BMM: You write about how many in our culture don’t know how to find true joy or purpose in their lives because they’ve focused on all the wrong things. Where do you feel their focus should be, and how do you think people can begin to change their outlook to find true purpose in their lives?

MB: The messages of our culture tell us that life is about us – our comfort and pleasure. They tell us happiness is found in money and what it can buy. And they teach a competition mindset, encouraging us to compare what we have to what others have. But researchers studying what constitutes a meaningful, joyful life say those approaches are all wrong. Rather than living for ourselves, they say we’d be better off living for something bigger than ourselves. Instead of loving money and stuff, they say we’d be better off loving people. And they say happiness isn’t found in competition; it’s found in contribution – using our gifts, talents, and passions to make a difference with our lives.

As I did research for the book, what I found fascinating – although I suppose it shouldn’t come as a surprise – is that the findings of today’s leading social scientists only affirm what the Bible has been teaching for thousands of years. Live for something bigger than ourselves? There’s nothing – or no one – bigger than God, and loving God is the first and greatest commandment. Love people? That’s the second greatest commandment. And make a contribution with our lives? The Bible says we were made for lives of good deeds prepared in advance for us to do.

So, those are three purposes that we all have in common – love God, love people, and make a difference. The book teaches a process for using money in a way that enables us to fulfill those purposes.

BMM: You share in your book about how making a decision for Christ changed how you view your finances. Can you explain how your Christian faith impacts your decisions about money?

MB: The Parable of the Talents had a big impact on me. As I came to see myself as a steward, as having been entrusted with everything I have by God, that began to change how I viewed and used money. It’s sort of like driving a great car that was loaned to you by a friend. How do you treat that car? You’re thankful for the use of it, right? You take care of it. And you’re more likely to share with others because someone shared with you.

BMM: In your book you examine how people can begin finding joy through the “irrational act” of giving. Can you explain the concept for my readers?

MB: Being generous is the most other-centered use of money. And that’s how we were designed to live. But I also have to say that this is an area where I had to grow over time.

At first, giving money away was more of an act of obedience than anything else for me. God’s Word teaches that generosity is to be our first financial priority, so I started to give some money away every month. Over time, that act of obedience did something to my heart. I experienced first hand the biblical teaching that our heart goes wherever we put our money. The more that I gave to God-honoring causes, the more my heart was turned toward God and the things he cares about.

I remember one time when my wife wanted to help support a missionary friend who was working in Peru. At the time I had approximately zero attention focused on Peru. But once we started giving money to support her work I began to notice when Peru was in the news, and I always read her newsletters with a lot of interest. My heart went there because some of our treasure went there.

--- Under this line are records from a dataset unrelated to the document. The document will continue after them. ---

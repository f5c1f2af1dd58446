use ratatui::layout::{Position, Rect};
use ratatui::widgets::TableState;
use smallvec::SmallVec;

use crate::action::{MenuEvent, PopupAction};
use crate::retained::{MenuEntry, RetainedMenu};
use crate::toolkit::Menu;

#[cfg(feature = "keymap")]
use crate::keymap::PopupKeyBindings;
#[cfg(feature = "keymap")]
use crate::toolkit::MenuAction;
#[cfg(feature = "keymap")]
use crossterm::event::KeyEvent;

/// One open menu level: a snapshot of its entries plus selection.
pub(crate) struct MenuPanel {
    pub(crate) title: String,
    pub(crate) entries: Vec<MenuEntry>,
    pub(crate) table: TableState,
    // Screen areas from the last render, used for hit-testing.
    pub(crate) area: Rect,
    pub(crate) rows_area: Rect,
}

impl MenuPanel {
    fn new(menu: &RetainedMenu) -> Self {
        let mut panel = Self {
            title: menu.title(),
            entries: menu.entries(),
            table: TableState::default(),
            area: Rect::default(),
            rows_area: Rect::default(),
        };
        panel.table.select(panel.first_selectable());
        panel
    }

    fn is_selectable(&self, idx: usize) -> bool {
        self.entries
            .get(idx)
            .is_some_and(|entry| !matches!(entry, MenuEntry::Separator))
    }

    fn first_selectable(&self) -> Option<usize> {
        (0..self.entries.len()).find(|&idx| self.is_selectable(idx))
    }

    fn last_selectable(&self) -> Option<usize> {
        (0..self.entries.len()).rev().find(|&idx| self.is_selectable(idx))
    }

    fn selected_entry(&self) -> Option<&MenuEntry> {
        self.table.selected().and_then(|idx| self.entries.get(idx))
    }

    fn select_prev(&mut self) {
        let Some(selected) = self.table.selected() else {
            self.table.select(self.last_selectable());
            return;
        };
        if let Some(idx) = (0..selected).rev().find(|&idx| self.is_selectable(idx)) {
            self.table.select(Some(idx));
        }
    }

    fn select_next(&mut self) {
        let Some(selected) = self.table.selected() else {
            self.table.select(self.first_selectable());
            return;
        };
        if let Some(idx) = (selected + 1..self.entries.len()).find(|&idx| self.is_selectable(idx)) {
            self.table.select(Some(idx));
        }
    }

    /// Maps a screen row to an entry index using the last rendered layout.
    fn entry_at(&self, position: Position) -> Option<usize> {
        if !self.rows_area.contains(position) {
            return None;
        }
        let idx = usize::from(position.y - self.rows_area.y) + self.table.offset();
        self.is_selectable(idx).then_some(idx)
    }
}

/// Popup state: the anchor and the stack of open panels, outermost first.
pub struct PopupMenuState {
    anchor: Position,
    panels: SmallVec<[MenuPanel; 4]>,
    #[cfg(feature = "keymap")]
    keymap: PopupKeyBindings,
}

impl Default for PopupMenuState {
    fn default() -> Self {
        Self::new()
    }
}

impl PopupMenuState {
    /// Creates a closed popup.
    pub fn new() -> Self {
        Self {
            anchor: Position::default(),
            panels: SmallVec::new(),
            #[cfg(feature = "keymap")]
            keymap: PopupKeyBindings::new(),
        }
    }

    #[cfg(feature = "keymap")]
    /// Returns a mutable reference to the key binding set.
    pub const fn keymap_mut(&mut self) -> &mut PopupKeyBindings {
        &mut self.keymap
    }

    /// Opens `menu` with its top-left corner at `anchor`, replacing any open panels.
    pub fn open(&mut self, menu: &RetainedMenu, anchor: Position) {
        self.anchor = anchor;
        self.panels.clear();
        self.panels.push(MenuPanel::new(menu));
    }

    pub fn close(&mut self) {
        self.panels.clear();
    }

    pub fn is_open(&self) -> bool {
        !self.panels.is_empty()
    }

    pub const fn anchor(&self) -> Position {
        self.anchor
    }

    /// Returns the number of open panels (0 when closed).
    pub fn depth(&self) -> usize {
        self.panels.len()
    }

    pub(crate) fn panels_mut(&mut self) -> &mut [MenuPanel] {
        &mut self.panels
    }

    /// Returns the selected entry of the innermost panel.
    pub fn selected_entry(&self) -> Option<&MenuEntry> {
        self.panels.last().and_then(MenuPanel::selected_entry)
    }

    /// Returns the title of the innermost panel; the root menu has an empty title.
    pub fn active_title(&self) -> Option<&str> {
        self.panels.last().map(|panel| panel.title.as_str())
    }

    pub fn select_prev(&mut self) {
        if let Some(panel) = self.panels.last_mut() {
            panel.select_prev();
        }
    }

    pub fn select_next(&mut self) {
        if let Some(panel) = self.panels.last_mut() {
            panel.select_next();
        }
    }

    pub fn select_first(&mut self) {
        if let Some(panel) = self.panels.last_mut() {
            panel.table.select(panel.first_selectable());
        }
    }

    pub fn select_last(&mut self) {
        if let Some(panel) = self.panels.last_mut() {
            panel.table.select(panel.last_selectable());
        }
    }

    /// Opens the selected submenu as a new panel.
    pub fn open_submenu(&mut self) -> bool {
        let Some(MenuEntry::Menu(submenu)) = self.selected_entry() else {
            return false;
        };
        let panel = MenuPanel::new(submenu);
        self.panels.push(panel);
        true
    }

    /// Closes the innermost submenu panel; the root panel stays open.
    pub fn close_submenu(&mut self) -> bool {
        if self.panels.len() > 1 {
            self.panels.pop();
            true
        } else {
            false
        }
    }

    pub fn handle_action(&mut self, action: PopupAction) -> MenuEvent {
        if !self.is_open() {
            return MenuEvent::Unhandled;
        }

        match action {
            PopupAction::SelectPrev => {
                self.select_prev();
                MenuEvent::Handled
            }
            PopupAction::SelectNext => {
                self.select_next();
                MenuEvent::Handled
            }
            PopupAction::SelectFirst => {
                self.select_first();
                MenuEvent::Handled
            }
            PopupAction::SelectLast => {
                self.select_last();
                MenuEvent::Handled
            }
            PopupAction::OpenSubmenu => {
                if self.open_submenu() {
                    MenuEvent::Handled
                } else {
                    MenuEvent::Unhandled
                }
            }
            PopupAction::CloseSubmenu => {
                if self.close_submenu() {
                    MenuEvent::Handled
                } else {
                    MenuEvent::Unhandled
                }
            }
            PopupAction::Activate => match self.selected_entry().cloned() {
                Some(MenuEntry::Action(action)) => {
                    self.close();
                    MenuEvent::Activated(action)
                }
                Some(MenuEntry::Menu(_)) => {
                    self.open_submenu();
                    MenuEvent::Handled
                }
                Some(MenuEntry::Separator) | None => MenuEvent::Unhandled,
            },
            PopupAction::Dismiss => {
                self.close();
                MenuEvent::Dismissed
            }
        }
    }

    #[cfg(feature = "keymap")]
    /// Resolves a key event and handles it.
    ///
    /// Navigation bindings win; otherwise a key matching the shortcut of an
    /// entry in the innermost panel activates that entry.
    pub fn handle_key(&mut self, key: KeyEvent) -> MenuEvent {
        if !self.is_open() {
            return MenuEvent::Unhandled;
        }
        if let Some(action) = self.keymap.resolve(key) {
            return self.handle_action(action);
        }

        let chosen = self.panels.last().and_then(|panel| {
            panel.entries.iter().find_map(|entry| match entry {
                MenuEntry::Action(action)
                    if action.shortcut().is_some_and(|shortcut| shortcut.matches(&key)) =>
                {
                    Some(action.clone())
                }
                _ => None,
            })
        });
        match chosen {
            Some(action) => {
                self.close();
                MenuEvent::Activated(action)
            }
            None => MenuEvent::Unhandled,
        }
    }

    /// Handles a mouse click at `position` using the last rendered layout.
    ///
    /// Clicking an entry selects and activates it, clicking inside a panel
    /// elsewhere only closes deeper panels, and clicking outside every panel
    /// dismisses the popup.
    pub fn handle_click(&mut self, position: Position) -> MenuEvent {
        if !self.is_open() {
            return MenuEvent::Unhandled;
        }
        let Some(depth) = self
            .panels
            .iter()
            .rposition(|panel| panel.area.contains(position))
        else {
            self.close();
            return MenuEvent::Dismissed;
        };

        self.panels.truncate(depth + 1);
        let panel = &mut self.panels[depth];
        match panel.entry_at(position) {
            Some(idx) => {
                panel.table.select(Some(idx));
                self.handle_action(PopupAction::Activate)
            }
            None => MenuEvent::Handled,
        }
    }
}

#[cfg(test)]
mod tests {
    use std::cell::Cell;
    use std::rc::Rc;

    use super::*;
    use crate::retained::Retained;
    use crate::shortcut::{Shortcut, ShortcutScope};
    use crate::toolkit::{MenuAction, Toolkit};

    fn sample_menu() -> RetainedMenu {
        let root = Retained::new().root_menu();
        let vcs = root.add_menu("Version Control");
        vcs.add_action("Download");
        vcs.add_action("Check Out");
        let submit = root.add_action("Submit");
        root.insert_separator(&submit);
        root.add_action("Refresh")
            .set_shortcut(Shortcut::from("F5"), ShortcutScope::Widget);
        root
    }

    fn selected_label(state: &PopupMenuState) -> Option<String> {
        match state.selected_entry()? {
            MenuEntry::Action(action) => Some(action.label()),
            MenuEntry::Menu(menu) => Some(menu.title()),
            MenuEntry::Separator => None,
        }
    }

    #[test]
    fn selection_skips_separators() {
        let mut state = PopupMenuState::new();
        state.open(&sample_menu(), Position::new(2, 3));
        assert_eq!(selected_label(&state).as_deref(), Some("Version Control"));

        state.select_next();
        assert_eq!(selected_label(&state).as_deref(), Some("Submit"));

        state.select_prev();
        assert_eq!(selected_label(&state).as_deref(), Some("Version Control"));

        state.select_prev();
        assert_eq!(selected_label(&state).as_deref(), Some("Version Control"));

        state.select_last();
        assert_eq!(selected_label(&state).as_deref(), Some("Refresh"));
    }

    #[test]
    fn submenus_stack_and_unwind() {
        let mut state = PopupMenuState::new();
        state.open(&sample_menu(), Position::default());

        assert_eq!(state.handle_action(PopupAction::Activate), MenuEvent::Handled);
        assert_eq!(state.depth(), 2);
        assert_eq!(state.active_title(), Some("Version Control"));
        assert_eq!(selected_label(&state).as_deref(), Some("Download"));

        assert_eq!(
            state.handle_action(PopupAction::CloseSubmenu),
            MenuEvent::Handled
        );
        assert_eq!(
            state.handle_action(PopupAction::CloseSubmenu),
            MenuEvent::Unhandled
        );
        assert_eq!(state.depth(), 1);
    }

    #[test]
    fn activation_closes_and_reports_action() {
        let menu = sample_menu();
        let fired = Rc::new(Cell::new(false));
        let flag = Rc::clone(&fired);
        menu.find_action("Version Control/Check Out")
            .unwrap()
            .connect_triggered(Rc::new(move || flag.set(true)));

        let mut state = PopupMenuState::new();
        state.open(&menu, Position::default());
        state.handle_action(PopupAction::OpenSubmenu);
        state.handle_action(PopupAction::SelectNext);

        let MenuEvent::Activated(action) = state.handle_action(PopupAction::Activate) else {
            panic!("expected an activated action");
        };
        assert!(!state.is_open());
        assert_eq!(action.label(), "Check Out");

        action.trigger();
        assert!(fired.get());
    }

    #[test]
    fn dismiss_closes_popup() {
        let mut state = PopupMenuState::new();
        assert_eq!(
            state.handle_action(PopupAction::Dismiss),
            MenuEvent::Unhandled
        );

        state.open(&sample_menu(), Position::default());
        assert_eq!(
            state.handle_action(PopupAction::Dismiss),
            MenuEvent::Dismissed
        );
        assert!(!state.is_open());
    }

    #[test]
    fn click_outside_dismisses() {
        let mut state = PopupMenuState::new();
        state.open(&sample_menu(), Position::default());
        state.panels_mut()[0].area = Rect::new(0, 0, 20, 6);
        state.panels_mut()[0].rows_area = Rect::new(1, 1, 18, 4);

        assert_eq!(state.handle_click(Position::new(5, 2)), MenuEvent::Handled);
        assert!(state.is_open());

        let MenuEvent::Activated(action) = state.handle_click(Position::new(5, 3)) else {
            panic!("expected an activated action");
        };
        assert_eq!(action.label(), "Submit");

        state.open(&sample_menu(), Position::default());
        assert_eq!(
            state.handle_click(Position::new(40, 20)),
            MenuEvent::Dismissed
        );
    }

    #[cfg(feature = "keymap")]
    #[test]
    fn entry_shortcut_activates_from_keyboard() {
        use crossterm::event::{KeyCode, KeyModifiers};

        let mut state = PopupMenuState::new();
        state.open(&sample_menu(), Position::default());

        let event = state.handle_key(KeyEvent::new(KeyCode::F(5), KeyModifiers::NONE));
        assert!(matches!(event, MenuEvent::Activated(ref action) if action.label() == "Refresh"));

        state.open(&sample_menu(), Position::default());
        assert_eq!(
            state.handle_key(KeyEvent::new(KeyCode::Down, KeyModifiers::NONE)),
            MenuEvent::Handled
        );
        assert_eq!(selected_label(&state).as_deref(), Some("Submit"));
    }
}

BMM: If you could tell someone 1 or 2 things they could do to improve their financial life, what would they be?

MB: First, develop and use a budget, or what I call a cash flow plan. And second, get out and stay out of most forms of debt – at very least all debt except an affordable mortgage. A lot of people think of a budget as a ball and chain, or they think of it as something you go on like a diet – “Poor Joe and Sally, they’re on a budget.” But I believe a budget is one of the most powerful, productive, and freeing tools anyone can use to manage money well. When you know where your money is going you can start to be a lot more proactive and effective in choosing what to do with it.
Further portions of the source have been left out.